(The task)
Look through the entries that follow and return each line that has the string "EvaluationStatus".

(Stored data entries)
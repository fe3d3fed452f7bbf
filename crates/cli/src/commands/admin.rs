//! Admin dashboard commands.
//!
//! # Usage
//!
//! ```bash
//! luxtime admin stats
//! luxtime admin users
//! luxtime admin user-status 12 --inactive
//! luxtime admin store-status 3 approved
//! luxtime admin store-status 4 rejected --reason "Documentação incompleta"
//! luxtime admin assign 8 --evaluator 2
//! luxtime admin add-evaluator --user-id 15 --specialty Rolex --years 7 --level senior
//! ```

use clap::{Args, Subcommand};
use luxtime_core::{
    CertificationLevel, EvaluationId, EvaluationStatus, EvaluatorId, NewEvaluator, StoreId,
    StoreStatus, UserId,
};

use super::{CommandError, Context, print_json};

#[derive(Subcommand)]
pub enum AdminAction {
    /// List accounts
    Users,
    /// Activate or suspend an account
    UserStatus {
        id: UserId,
        #[command(flatten)]
        active: ActiveFlag,
    },
    /// List stores
    Stores,
    /// Approve or reject a store (`pending`, `approved`, `rejected`)
    StoreStatus {
        id: StoreId,
        status: StoreStatus,
        /// Why the store was rejected
        #[arg(long)]
        reason: Option<String>,
    },
    /// List the evaluation queue
    Evaluations,
    /// Assign an evaluation to an evaluator
    Assign {
        id: EvaluationId,
        #[arg(long)]
        evaluator: EvaluatorId,
    },
    /// Move an evaluation along (`pending`, `in_progress`, `completed`, `approved`, `rejected`)
    EvaluationStatus {
        id: EvaluationId,
        status: EvaluationStatus,
    },
    /// List evaluators
    Evaluators,
    /// List evaluators free to take work
    AvailableEvaluators,
    /// Promote an account to evaluator
    AddEvaluator(AddEvaluatorArgs),
    /// Activate or deactivate an evaluator
    EvaluatorStatus {
        id: EvaluatorId,
        #[command(flatten)]
        active: ActiveFlag,
    },
    /// Dashboard counters
    Stats,
    /// Recent platform activity
    Activity,
}

#[derive(Args)]
#[group(required = true, multiple = false)]
pub struct ActiveFlag {
    #[arg(long)]
    active: bool,
    #[arg(long)]
    inactive: bool,
}

impl ActiveFlag {
    const fn is_active(&self) -> bool {
        self.active && !self.inactive
    }
}

#[derive(Args)]
pub struct AddEvaluatorArgs {
    /// Account to promote
    #[arg(long)]
    user_id: UserId,
    /// Brand or area of expertise (repeatable)
    #[arg(long = "specialty")]
    specialties: Vec<String>,
    /// Years of experience
    #[arg(long = "years", default_value_t = 0)]
    years_experience: u32,
    /// `junior`, `senior` or `master`
    #[arg(long = "level", default_value = "junior")]
    certification_level: CertificationLevel,
    #[arg(long)]
    notes: Option<String>,
}

pub async fn run(ctx: &Context, action: AdminAction) -> Result<(), CommandError> {
    let user = ctx.require_user().await?;
    if !user.is_admin() {
        tracing::warn!("{} is not an admin; the server will likely refuse", user.email);
    }

    match action {
        AdminAction::Users => print_json(&ctx.api.admin_users().await?),
        AdminAction::UserStatus { id, active } => {
            ctx.api.set_user_active(id, active.is_active()).await?;
            print_json(&serde_json::json!({ "id": id, "is_active": active.is_active() }))
        }
        AdminAction::Stores => print_json(&ctx.api.admin_stores().await?),
        AdminAction::StoreStatus { id, status, reason } => {
            ctx.api
                .set_store_status(id, status, reason.as_deref())
                .await?;
            print_json(&serde_json::json!({ "id": id, "status": status, "reason": reason }))
        }
        AdminAction::Evaluations => print_json(&ctx.api.admin_evaluations().await?),
        AdminAction::Assign { id, evaluator } => {
            ctx.api.assign_evaluator(id, evaluator).await?;
            print_json(&serde_json::json!({ "id": id, "evaluator_id": evaluator }))
        }
        AdminAction::EvaluationStatus { id, status } => {
            ctx.api.set_evaluation_status(id, status).await?;
            print_json(&serde_json::json!({ "id": id, "status": status }))
        }
        AdminAction::Evaluators => print_json(&ctx.api.admin_evaluators().await?),
        AdminAction::AvailableEvaluators => print_json(&ctx.api.available_evaluators().await?),
        AdminAction::AddEvaluator(args) => {
            let evaluator = NewEvaluator {
                user_id: args.user_id,
                specialties: args.specialties,
                years_experience: args.years_experience,
                certification_level: args.certification_level,
                notes: args.notes,
            };
            print_json(&ctx.api.create_evaluator(&evaluator).await?)
        }
        AdminAction::EvaluatorStatus { id, active } => {
            ctx.api.set_evaluator_active(id, active.is_active()).await?;
            print_json(&serde_json::json!({ "id": id, "is_active": active.is_active() }))
        }
        AdminAction::Stats => print_json(&ctx.api.dashboard_stats().await?),
        AdminAction::Activity => print_json(&ctx.api.recent_activity().await?),
    }
}
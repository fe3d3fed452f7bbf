//! Lenient timestamp (de)serialization.
//!
//! The API emits `created_at` values both with an offset
//! (`2025-03-01T12:00:00Z`) and without one (`2025-03-01T12:00:00.123456`).
//! Offset-less values are taken as UTC.
//!
//! Use with `#[serde(with = "crate::types::timestamp")]`, or the
//! [`option`] submodule for optional fields.

use chrono::{DateTime, NaiveDateTime, Utc};
use serde::{Deserialize, Deserializer, Serializer};

/// Parse an API timestamp.
///
/// # Errors
///
/// Returns the chrono error for the naive format if neither form parses.
pub fn parse(s: &str) -> Result<DateTime<Utc>, chrono::ParseError> {
    if let Ok(dt) = DateTime::parse_from_rfc3339(s) {
        return Ok(dt.with_timezone(&Utc));
    }
    NaiveDateTime::parse_from_str(s, "%Y-%m-%dT%H:%M:%S%.f")
        .or_else(|_| NaiveDateTime::parse_from_str(s, "%Y-%m-%d %H:%M:%S%.f"))
        .map(|naive| naive.and_utc())
}

/// Serialize as RFC 3339.
///
/// # Errors
///
/// Propagates serializer errors.
pub fn serialize<S: Serializer>(value: &DateTime<Utc>, serializer: S) -> Result<S::Ok, S::Error> {
    serializer.serialize_str(&value.to_rfc3339())
}

/// Deserialize from either accepted form.
///
/// # Errors
///
/// Fails if the string is not a timestamp.
pub fn deserialize<'de, D: Deserializer<'de>>(deserializer: D) -> Result<DateTime<Utc>, D::Error> {
    let raw = String::deserialize(deserializer)?;
    parse(&raw).map_err(serde::de::Error::custom)
}

/// Same as the parent module, for `Option<DateTime<Utc>>` fields.
pub mod option {
    use chrono::{DateTime, Utc};
    use serde::{Deserialize, Deserializer, Serializer};

    /// Serialize as RFC 3339 or `null`.
    ///
    /// # Errors
    ///
    /// Propagates serializer errors.
    pub fn serialize<S: Serializer>(
        value: &Option<DateTime<Utc>>,
        serializer: S,
    ) -> Result<S::Ok, S::Error> {
        match value {
            Some(dt) => super::serialize(dt, serializer),
            None => serializer.serialize_none(),
        }
    }

    /// Deserialize from either accepted form or `null`.
    ///
    /// # Errors
    ///
    /// Fails if a present value is not a timestamp.
    pub fn deserialize<'de, D: Deserializer<'de>>(
        deserializer: D,
    ) -> Result<Option<DateTime<Utc>>, D::Error> {
        Option::<String>::deserialize(deserializer)?
            .map(|raw| super::parse(&raw).map_err(serde::de::Error::custom))
            .transpose()
    }
}
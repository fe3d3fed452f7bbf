//! Bearer token cache backed by durable storage.

use std::fmt;
use std::sync::{PoisonError, RwLock};

use secrecy::{ExposeSecret, SecretString};
use tracing::{debug, warn};

use crate::storage::{SharedStore, StorageError, keys};

/// The session's bearer token.
///
/// Mirrors the token in storage under [`keys::ACCESS_TOKEN`] so it survives
/// restarts. Reads never touch storage after construction.
pub struct TokenStore {
    token: RwLock<Option<SecretString>>,
    storage: SharedStore,
}

impl TokenStore {
    /// Load any persisted token from `storage`.
    ///
    /// An unreadable store is logged and treated as "no token".
    #[must_use]
    pub fn load(storage: SharedStore) -> Self {
        let token = match storage.get(keys::ACCESS_TOKEN) {
            Ok(token) => token.filter(|t| !t.is_empty()).map(SecretString::from),
            Err(e) => {
                warn!(error = %e, "could not read persisted token");
                None
            }
        };

        debug!(restored = token.is_some(), "token store loaded");

        Self {
            token: RwLock::new(token),
            storage,
        }
    }

    /// The current token, if any.
    #[must_use]
    pub fn get(&self) -> Option<SecretString> {
        self.token
            .read()
            .unwrap_or_else(PoisonError::into_inner)
            .clone()
    }

    /// Whether a token is held.
    #[must_use]
    pub fn is_set(&self) -> bool {
        self.token
            .read()
            .unwrap_or_else(PoisonError::into_inner)
            .is_some()
    }

    /// Replace the token and persist it.
    ///
    /// # Errors
    ///
    /// Returns an error if the token cannot be persisted; the previous token
    /// stays in effect.
    pub fn set(&self, token: SecretString) -> Result<(), StorageError> {
        let mut slot = self.token.write().unwrap_or_else(PoisonError::into_inner);
        self.storage.set(keys::ACCESS_TOKEN, token.expose_secret())?;
        *slot = Some(token);
        Ok(())
    }

    /// Forget the token in memory and in storage.
    ///
    /// Failing to delete the persisted copy is logged; the in-memory token is
    /// gone either way.
    pub fn clear(&self) {
        let mut slot = self.token.write().unwrap_or_else(PoisonError::into_inner);
        *slot = None;
        if let Err(e) = self.storage.remove(keys::ACCESS_TOKEN) {
            warn!(error = %e, "could not remove persisted token");
        }
    }
}

impl fmt::Debug for TokenStore {
    fn fmt(&self, f: &mut fmt::Formatter<'_>) -> fmt::Result {
        f.debug_struct("TokenStore")
            .field("token", &self.is_set().then_some("[REDACTED]"))
            .finish_non_exhaustive()
    }
}

#[cfg(test)]
#[allow(clippy::unwrap_used)]
mod tests {
    use std::sync::Arc;

    use super::*;
    use crate::storage::{KeyValueStore, MemoryStore};

    #[test]
    fn test_load_restores_persisted_token() {
        let storage = Arc::new(MemoryStore::with_entries([(keys::ACCESS_TOKEN, "T1")]));
        let tokens = TokenStore::load(storage);
        assert_eq!(tokens.get().unwrap().expose_secret(), "T1");
    }

    #[test]
    fn test_empty_persisted_token_is_ignored() {
        let storage = Arc::new(MemoryStore::with_entries([(keys::ACCESS_TOKEN, "")]));
        assert!(!TokenStore::load(storage).is_set());
    }

    #[test]
    fn test_set_and_clear_write_through() {
        let storage = Arc::new(MemoryStore::new());
        let tokens = TokenStore::load(storage.clone());

        tokens.set(SecretString::from("T2")).unwrap();
        assert_eq!(storage.get(keys::ACCESS_TOKEN).unwrap().as_deref(), Some("T2"));

        tokens.clear();
        assert!(!tokens.is_set());
        assert_eq!(storage.get(keys::ACCESS_TOKEN).unwrap(), None);
    }

    #[test]
    fn test_debug_redacts() {
        let storage = Arc::new(MemoryStore::new());
        let tokens = TokenStore::load(storage);
        tokens.set(SecretString::from("super-secret")).unwrap();
        assert!(!format!("{tokens:?}").contains("super-secret"));
    }
}
//! Process-local store, for tests and ephemeral sessions.

use std::collections::HashMap;
use std::sync::{PoisonError, RwLock};

use super::{KeyValueStore, StorageError};

/// A [`KeyValueStore`] that forgets everything when dropped.
#[derive(Debug, Default)]
pub struct MemoryStore {
    entries: RwLock<HashMap<String, String>>,
}

impl MemoryStore {
    #[must_use]
    pub fn new() -> Self {
        Self::default()
    }

    /// Pre-populate a store, e.g. with a token "left over" from a previous run.
    #[must_use]
    pub fn with_entries<I, K, V>(entries: I) -> Self
    where
        I: IntoIterator<Item = (K, V)>,
        K: Into<String>,
        V: Into<String>,
    {
        Self {
            entries: RwLock::new(
                entries
                    .into_iter()
                    .map(|(k, v)| (k.into(), v.into()))
                    .collect(),
            ),
        }
    }
}

impl KeyValueStore for MemoryStore {
    fn get(&self, key: &str) -> Result<Option<String>, StorageError> {
        let entries = self.entries.read().unwrap_or_else(PoisonError::into_inner);
        Ok(entries.get(key).cloned())
    }

    fn set(&self, key: &str, value: &str) -> Result<(), StorageError> {
        let mut entries = self.entries.write().unwrap_or_else(PoisonError::into_inner);
        entries.insert(key.to_string(), value.to_string());
        Ok(())
    }

    fn remove(&self, key: &str) -> Result<(), StorageError> {
        let mut entries = self.entries.write().unwrap_or_else(PoisonError::into_inner);
        entries.remove(key);
        Ok(())
    }
}

#[cfg(test)]
#[allow(clippy::unwrap_used)]
mod tests {
    use super::*;

    #[test]
    fn test_set_get_remove() {
        let store = MemoryStore::new();
        assert_eq!(store.get("k").unwrap(), None);

        store.set("k", "v1").unwrap();
        store.set("k", "v2").unwrap();
        assert_eq!(store.get("k").unwrap().as_deref(), Some("v2"));

        store.remove("k").unwrap();
        store.remove("k").unwrap();
        assert_eq!(store.get("k").unwrap(), None);
    }

    #[test]
    fn test_with_entries() {
        let store = MemoryStore::with_entries([("access_token", "T")]);
        assert_eq!(store.get("access_token").unwrap().as_deref(), Some("T"));
    }
}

(Written answer)
    CertificationLevel, EvaluationId, EvaluationStatus, EvaluatorId, NewEvaluator, StoreId,
    EvaluationStatus {
        status: EvaluationStatus,
        AdminAction::EvaluationStatus { id, status } => {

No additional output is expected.